Her missive followed a similar letter from Rep. Carolyn Maloney, New York Democrat and chair of the House Oversight and Reform Committee. The district she represents has been hit hard by monkeypox.

“The federal government must take decisive action to mitigate the threat monkeypox poses to people across the United States. In my own district, I have seen how the spread has threatened the health of my constituents — particularly the LGBTQ+ community and people with less access to health care,” she told Mr. Becerra.

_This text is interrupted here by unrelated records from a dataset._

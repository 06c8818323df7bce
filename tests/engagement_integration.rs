// Drives the engagement machine through the public API with a host-provided
// surface, the way an embedding editor would.

use assert_matches::assert_matches;

use inkdash::engagement::FAILURE_NOTICE;
use inkdash::{
    Clock, ConfigError, EditorSurface, EngagementConfig, EngagementState,
    EngagementStateMachine, Signal,
};

/// Surface that records every command the machine issues.
#[derive(Default)]
struct RecordingSurface {
    text: String,
    clipboard: Option<String>,
    intensities: Vec<u8>,
    notifications: usize,
}

impl RecordingSurface {
    fn type_text(&mut self, s: &str) {
        self.text.push_str(s);
        self.notifications += 1;
    }
}

impl EditorSurface for RecordingSurface {
    fn text(&self) -> String {
        self.text.clone()
    }

    fn clear(&mut self) {
        if !self.text.is_empty() {
            self.text.clear();
            self.notifications += 1;
        }
    }

    fn select_all_and_cut(&mut self) -> String {
        let cut = std::mem::take(&mut self.text);
        if !cut.is_empty() {
            self.clipboard = Some(cut.clone());
            self.notifications += 1;
        }
        cut
    }

    fn append_text(&mut self, text: &str) {
        if !text.is_empty() {
            self.text.push_str(text);
            self.notifications += 1;
        }
    }

    fn set_visual_intensity(&mut self, intensity: u8) {
        self.intensities.push(intensity);
    }
}

#[derive(Default)]
struct CountingClock {
    running: bool,
    starts: usize,
    stops: usize,
}

impl Clock for CountingClock {
    fn start(&mut self) {
        self.running = true;
        self.starts += 1;
    }

    fn stop(&mut self) {
        self.running = false;
        self.stops += 1;
    }

    fn is_running(&self) -> bool {
        self.running
    }
}

fn deliver(
    m: &mut EngagementStateMachine,
    surface: &mut RecordingSurface,
    clock: &mut CountingClock,
) -> Vec<Signal> {
    let mut signals = Vec::new();
    while surface.notifications > 0 {
        surface.notifications -= 1;
        signals.extend(m.on_text_changed(surface, clock));
    }
    signals
}

fn config(goal: u32, warn: f64, fail: f64, period: f64) -> EngagementConfig {
    EngagementConfig {
        goal_words: goal,
        warning_threshold_seconds: warn,
        failure_threshold_seconds: fail,
        tick_period_seconds: period,
    }
}

#[test]
fn rejects_malformed_config() {
    assert_matches!(
        EngagementStateMachine::new(config(0, 2.0, 5.0, 0.1)),
        Err(ConfigError::InvalidValue { .. })
    );
    assert_matches!(
        EngagementStateMachine::new(config(10, 5.0, 5.0, 0.1)),
        Err(ConfigError::InvalidValue { .. })
    );
    assert_matches!(
        EngagementStateMachine::new(config(10, 2.0, 5.0, 0.0)),
        Err(ConfigError::InvalidValue { .. })
    );
}

#[test]
fn full_cycle_with_custom_surface() {
    let mut m = EngagementStateMachine::new(config(150, 2.0, 5.0, 0.1)).unwrap();
    let mut surface = RecordingSurface::default();
    let mut clock = CountingClock::default();

    surface.type_text("the quick brown fox");
    deliver(&mut m, &mut surface, &mut clock);
    assert_eq!(m.current_state(), EngagementState::Typing);
    assert_eq!(clock.starts, 1);

    let mut failed = None;
    for tick in 1..=60 {
        if let Some(signal) = m.on_tick(&mut surface, &mut clock) {
            failed = Some((tick, signal));
            break;
        }
        if tick == 21 {
            assert_eq!(m.current_state(), EngagementState::Warning);
        }
    }
    assert_eq!(failed, Some((51, Signal::Failed)));
    assert_eq!(surface.clipboard.as_deref(), Some("the quick brown fox"));
    assert_eq!(surface.text, FAILURE_NOTICE);
    assert!(!clock.is_running());

    // Fade rose during the warning window and was reset on failure
    let peak = surface.intensities.iter().copied().max().unwrap();
    assert!(peak >= 250);
    assert_eq!(surface.intensities.last(), Some(&0));

    // The cut and the notice are the machine's own edits
    assert_eq!(deliver(&mut m, &mut surface, &mut clock), vec![]);
    assert_eq!(m.current_state(), EngagementState::Failed);

    surface.type_text("x");
    deliver(&mut m, &mut surface, &mut clock);
    assert_eq!(m.current_state(), EngagementState::Idle);
    assert_eq!(surface.text, "");
    assert_eq!(m.current_progress(), 0.0);
}

#[test]
fn idle_ignores_ticks_until_first_keystroke() {
    let mut m = EngagementStateMachine::new(config(5, 2.0, 5.0, 1.0)).unwrap();
    let mut surface = RecordingSurface::default();
    let mut clock = CountingClock::default();

    for _ in 0..10 {
        assert_eq!(m.on_tick(&mut surface, &mut clock), None);
    }
    assert_eq!(m.current_state(), EngagementState::Idle);
    assert_eq!(m.idle_seconds(), 0.0);
    assert_eq!(clock.starts, 0);
}

#[test]
fn progress_tracks_words_with_cjk() {
    let mut m = EngagementStateMachine::new(config(10, 2.0, 5.0, 0.1)).unwrap();
    let mut surface = RecordingSurface::default();
    let mut clock = CountingClock::default();

    surface.type_text("写");
    deliver(&mut m, &mut surface, &mut clock);
    surface.type_text("作 and more");
    deliver(&mut m, &mut surface, &mut clock);
    assert_eq!(m.current_progress(), 0.4);
}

Advocates said the administration needs to speed up the distribution of vaccines and testing while being mindful of what they say.

“This disease is not an STI, nor does not know your race, gender identity, or sexuality. When communicating, officials must do a better job of taking into account their potential for unintended harm and stigma,” said Cameron Bartosiewicz, president of the Youth Pride Association, a nonprofit that fosters acceptance of LGBTQ people in schools. “There needs to be significant improvements in communicating the way monkeypox is spread, as well as the risk posed to all Americans if there is not immediate and decisive action taken to curb the spread of this disease.”

• Mica Soellner and Matt Delaney contributed to this report.